- _Source data_

//! Rate limiting for the relay.
//!
//! Both limiters are keyed by [`PublicKey`]:
//! - connection attempts per presented key
//! - envelopes per sender key
//!
//! They use governor's keyed rate limiters backed by DashMap.

use crate::config::{ConfigError, LimitsConfig};
use governor::clock::DefaultClock;
use governor::middleware::NoOpMiddleware;
use governor::state::InMemoryState;
use governor::{Quota, RateLimiter};
use relay_types::PublicKey;
use std::num::NonZeroU32;
use std::sync::Arc;

/// Type alias for a keyed rate limiter using DashMap.
type KeyedLimiter<K> = RateLimiter<
    K,
    dashmap::DashMap<K, InMemoryState>,
    DefaultClock,
    NoOpMiddleware<governor::clock::QuantaInstant>,
>;

/// Rate limiters for the relay server.
#[derive(Clone)]
pub struct RateLimits {
    /// Limits connection attempts per presented key.
    ///
    /// Configured via `limits.connections_per_key`.
    connection_limiter: Arc<KeyedLimiter<PublicKey>>,

    /// Limits envelopes per sender key.
    ///
    /// Configured via `limits.messages_per_minute`.
    message_limiter: Arc<KeyedLimiter<PublicKey>>,
}

impl std::fmt::Debug for RateLimits {
    fn fmt(&self, f: &mut std::fmt::Formatter<'_>) -> std::fmt::Result {
        f.debug_struct("RateLimits")
            .field("connection_limiter", &"KeyedLimiter<PublicKey>")
            .field("message_limiter", &"KeyedLimiter<PublicKey>")
            .finish()
    }
}

impl RateLimits {
    /// Create rate limiters from configuration.
    ///
    /// # Errors
    ///
    /// Returns [`ConfigError::InvalidLimit`] if a configured rate is zero.
    pub fn new(config: &LimitsConfig) -> Result<Self, ConfigError> {
        let connections_per_minute = NonZeroU32::new(config.connections_per_key).ok_or(
            ConfigError::InvalidLimit {
                name: "limits.connections_per_key",
            },
        )?;
        let messages_per_minute = NonZeroU32::new(config.messages_per_minute).ok_or(
            ConfigError::InvalidLimit {
                name: "limits.messages_per_minute",
            },
        )?;

        Ok(Self {
            connection_limiter: Arc::new(RateLimiter::keyed(Quota::per_minute(
                connections_per_minute,
            ))),
            message_limiter: Arc::new(RateLimiter::keyed(Quota::per_minute(
                messages_per_minute,
            ))),
        })
    }

    /// Check if a connection attempt for this key is allowed.
    pub fn check_connection(&self, key: &PublicKey) -> Result<(), RateLimitError> {
        self.connection_limiter
            .check_key(key)
            .map_err(|_| RateLimitError::ConnectionLimitExceeded)
    }

    /// Check if another envelope from this sender is allowed.
    pub fn check_message(&self, sender: &PublicKey) -> Result<(), RateLimitError> {
        self.message_limiter
            .check_key(sender)
            .map_err(|_| RateLimitError::MessageLimitExceeded)
    }

    /// Get the number of tracked connection keys (for metrics).
    pub fn connection_keys_count(&self) -> usize {
        self.connection_limiter.len()
    }

    /// Get the number of tracked message keys (for metrics).
    pub fn message_keys_count(&self) -> usize {
        self.message_limiter.len()
    }

    /// Forget keys whose quota has fully recharged.
    ///
    /// Keeps limiter memory proportional to recently active keys. Called
    /// periodically by the maintenance task.
    pub fn shrink(&self) {
        self.connection_limiter.retain_recent();
        self.message_limiter.retain_recent();
    }
}

/// Rate limit error types.
#[derive(Debug, Clone, PartialEq, Eq, thiserror::Error)]
pub enum RateLimitError {
    /// Too many connection attempts for this key.
    #[error("connection rate limit exceeded")]
    ConnectionLimitExceeded,
    /// Too many envelopes from this sender.
    #[error("message rate limit exceeded")]
    MessageLimitExceeded,
}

- _Your objective_
All the records above need to be restated exactly, line by line.

- _Solution below_
//! Rate limiting for the relay.
//!
//! Both limiters are keyed by [`PublicKey`]:
//! - connection attempts per presented key
//! - envelopes per sender key
//!
//! They use governor's keyed rate limiters backed by DashMap.

use crate::config::{ConfigError, LimitsConfig};
use governor::clock::DefaultClock;
use governor::middleware::NoOpMiddleware;
use governor::state::InMemoryState;
use governor::{Quota, RateLimiter};
use relay_types::PublicKey;
use std::num::NonZeroU32;
use std::sync::Arc;

/// Type alias for a keyed rate limiter using DashMap.
type KeyedLimiter<K> = RateLimiter<
    K,
    dashmap::DashMap<K, InMemoryState>,
    DefaultClock,
    NoOpMiddleware<governor::clock::QuantaInstant>,
>;

/// Rate limiters for the relay server.
#[derive(Clone)]
pub struct RateLimits {
    /// Limits connection attempts per presented key.
    ///
    /// Configured via `limits.connections_per_key`.
    connection_limiter: Arc<KeyedLimiter<PublicKey>>,

    /// Limits envelopes per sender key.
    ///
    /// Configured via `limits.messages_per_minute`.
    message_limiter: Arc<KeyedLimiter<PublicKey>>,
}

impl std::fmt::Debug for RateLimits {
    fn fmt(&self, f: &mut std::fmt::Formatter<'_>) -> std::fmt::Result {
        f.debug_struct("RateLimits")
            .field("connection_limiter", &"KeyedLimiter<PublicKey>")
            .field("message_limiter", &"KeyedLimiter<PublicKey>")
            .finish()
    }
}

impl RateLimits {
    /// Create rate limiters from configuration.
    ///
    /// # Errors
    ///
    /// Returns [`ConfigError::InvalidLimit`] if a configured rate is zero.
    pub fn new(config: &LimitsConfig) -> Result<Self, ConfigError> {
        let connections_per_minute = NonZeroU32::new(config.connections_per_key).ok_or(
            ConfigError::InvalidLimit {
                name: "limits.connections_per_key",
            },
        )?;
        let messages_per_minute = NonZeroU32::new(config.messages_per_minute).ok_or(
            ConfigError::InvalidLimit {
                name: "limits.messages_per_minute",
            },
        )?;

        Ok(Self {
            connection_limiter: Arc::new(RateLimiter::keyed(Quota::per_minute(
                connections_per_minute,
            ))),
            message_limiter: Arc::new(RateLimiter::keyed(Quota::per_minute(
                messages_per_minute,
            ))),
        })
    }

    /// Check if a connection attempt for this key is allowed.
    pub fn check_connection(&self, key: &PublicKey) -> Result<(), RateLimitError> {
        self.connection_limiter
            .check_key(key)
            .map_err(|_| RateLimitError::ConnectionLimitExceeded)
    }

    /// Check if another envelope from this sender is allowed.
    pub fn check_message(&self, sender: &PublicKey) -> Result<(), RateLimitError> {
        self.message_limiter
            .check_key(sender)
            .map_err(|_| RateLimitError::MessageLimitExceeded)
    }

    /// Get the number of tracked connection keys (for metrics).
    pub fn connection_keys_count(&self) -> usize {
        self.connection_limiter.len()
    }

    /// Get the number of tracked message keys (for metrics).
    pub fn message_keys_count(&self) -> usize {
        self.message_limiter.len()
    }

    /// Forget keys whose quota has fully recharged.
    ///
    /// Keeps limiter memory proportional to recently active keys. Called
    /// periodically by the maintenance task.
    pub fn shrink(&self) {
        self.connection_limiter.retain_recent();
        self.message_limiter.retain_recent();
    }
}

/// Rate limit error types.
#[derive(Debug, Clone, PartialEq, Eq, thiserror::Error)]
pub enum RateLimitError {
    /// Too many connection attempts for this key.
    #[error("connection rate limit exceeded")]
    ConnectionLimitExceeded,
    /// Too many envelopes from this sender.
    #[error("message rate limit exceeded")]
    MessageLimitExceeded,
}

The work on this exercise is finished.